Structural and electrochemical behavior of Mn–V oxide synthesized by a novel precipitation method

Manganese–vanadium oxide had been synthesized by a novel simple precipitation technique. Scanning electron microscopy, X-ray diffraction, Brunauer–Emmett–Teller, thermogravimetric analysis/differential scanning calorimetry, and X-ray photoelectron spectroscopy were used to characterize Mn–V binary oxide and δ-MnO₂. Electrochemical capacitive behavior of the synthesized Mn–V binary oxide and δ-MnO₂ was investigated by cyclic voltammetry, galvanostic charge–discharge curve, and electrochemical impedance spectroscope methods.

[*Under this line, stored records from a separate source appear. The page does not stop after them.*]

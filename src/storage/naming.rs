use std::path::{Path, PathBuf};

use crate::encode::format::ContainerFormat;
use crate::foundation::error::{VidsumError, VidsumResult};
use crate::render::assembler::OutputLabel;

pub const ANNOTATION_SUFFIX: &str = ".json";

/// `path/to/video.ext.json` -> `path/to/video.ext`.
pub fn video_uri_from_annotation(annotation_uri: &str) -> VidsumResult<String> {
    match annotation_uri.strip_suffix(ANNOTATION_SUFFIX) {
        Some(video) if !video.is_empty() && !video.ends_with('/') => Ok(video.to_string()),
        _ => Err(VidsumError::annotation(format!(
            "annotation uri '{annotation_uri}' must be '<video>{ANNOTATION_SUFFIX}'"
        ))),
    }
}

/// Output file name for `label` in `format`, derived from the video file name.
///
/// - grids: `video.ext.summary{NNN}_{still|anim}.{fmt}`
/// - shots: `video.ext.{index:03}_shot.{fmt}`
/// - objects: `video.ext.{index:03}_{label}_pct{conf}_fr{frames}.{fmt}`
pub fn output_name(video_name: &str, label: &OutputLabel, format: ContainerFormat) -> String {
    let ext = format.extension();
    let suffix = match label {
        OutputLabel::Grid {
            subject_count,
            animated,
        } => {
            let kind = if *animated { "anim" } else { "still" };
            format!("summary{subject_count:03}_{kind}")
        }
        OutputLabel::Shot { index } => format!("{index:03}_shot"),
        OutputLabel::Object {
            index,
            label,
            confidence_pct,
            frame_count,
        } => format!(
            "{index:03}_{}_pct{confidence_pct}_fr{frame_count}",
            sanitize_label(label)
        ),
    };
    format!("{video_name}.{suffix}.{ext}")
}

/// Output path next to `video_uri` (same directory, name from [`output_name`]).
pub fn output_path(video_uri: &str, label: &OutputLabel, format: ContainerFormat) -> PathBuf {
    let video = Path::new(video_uri);
    let video_name = video
        .file_name()
        .map(|n| n.to_string_lossy().into_owned())
        .unwrap_or_default();
    let name = output_name(&video_name, label, format);
    match video.parent() {
        Some(parent) => parent.join(name),
        None => PathBuf::from(name),
    }
}

fn sanitize_label(label: &str) -> String {
    label
        .chars()
        .map(|c| {
            if c.is_alphanumeric() || c == '-' {
                c
            } else {
                '_'
            }
        })
        .collect()
}

#[cfg(test)]
mod tests {
    use super::*;

    #[test]
    fn annotation_uris_map_to_their_video() {
        assert_eq!(
            video_uri_from_annotation("bucket/clips/cat.mp4.json").unwrap(),
            "bucket/clips/cat.mp4"
        );
        assert!(video_uri_from_annotation("bucket/clips/cat.mp4").is_err());
        assert!(video_uri_from_annotation(".json").is_err());
    }

    #[test]
    fn output_names_follow_the_summary_convention() {
        let grid = OutputLabel::Grid {
            subject_count: 7,
            animated: false,
        };
        assert_eq!(
            output_name("cat.mp4", &grid, ContainerFormat::Jpeg),
            "cat.mp4.summary007_still.jpeg"
        );

        let anim_grid = OutputLabel::Grid {
            subject_count: 12,
            animated: true,
        };
        assert_eq!(
            output_name("cat.mp4", &anim_grid, ContainerFormat::Webp),
            "cat.mp4.summary012_anim.webp"
        );

        assert_eq!(
            output_name("cat.mp4", &OutputLabel::Shot { index: 3 }, ContainerFormat::Gif),
            "cat.mp4.003_shot.gif"
        );

        let object = OutputLabel::Object {
            index: 0,
            label: "traffic light".to_string(),
            confidence_pct: 87,
            frame_count: 42,
        };
        assert_eq!(
            output_name("cat.mp4", &object, ContainerFormat::Png),
            "cat.mp4.000_traffic_light_pct87_fr42.png"
        );
    }

    #[test]
    fn output_paths_sit_next_to_the_video() {
        let path = output_path(
            "in/clips/cat.mp4",
            &OutputLabel::Shot { index: 0 },
            ContainerFormat::Png,
        );
        assert_eq!(path, Path::new("in/clips/cat.mp4.000_shot.png"));
    }
}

The results showed that, by introducing V into δ-MnO₂, the specific surface area of the mixed oxide increased due to a formation of small grain size. The specific capacitance increased from 166 F g⁻¹ estimated for MnO₂ to 251 F g⁻¹ for Mn–V binary oxide, and the applied potential window extended to −0.2–1.0 V (vs. saturated calomel electrode). Through analysis, it is suggested that the capacitance performance of Mn–V binary oxide materials may be improved by changing the following three factors: (1) small grain and particle size and large activity surface area, (2) appropriate amount of lattice water, and (3) chemical state on the surface of MnO₂ material.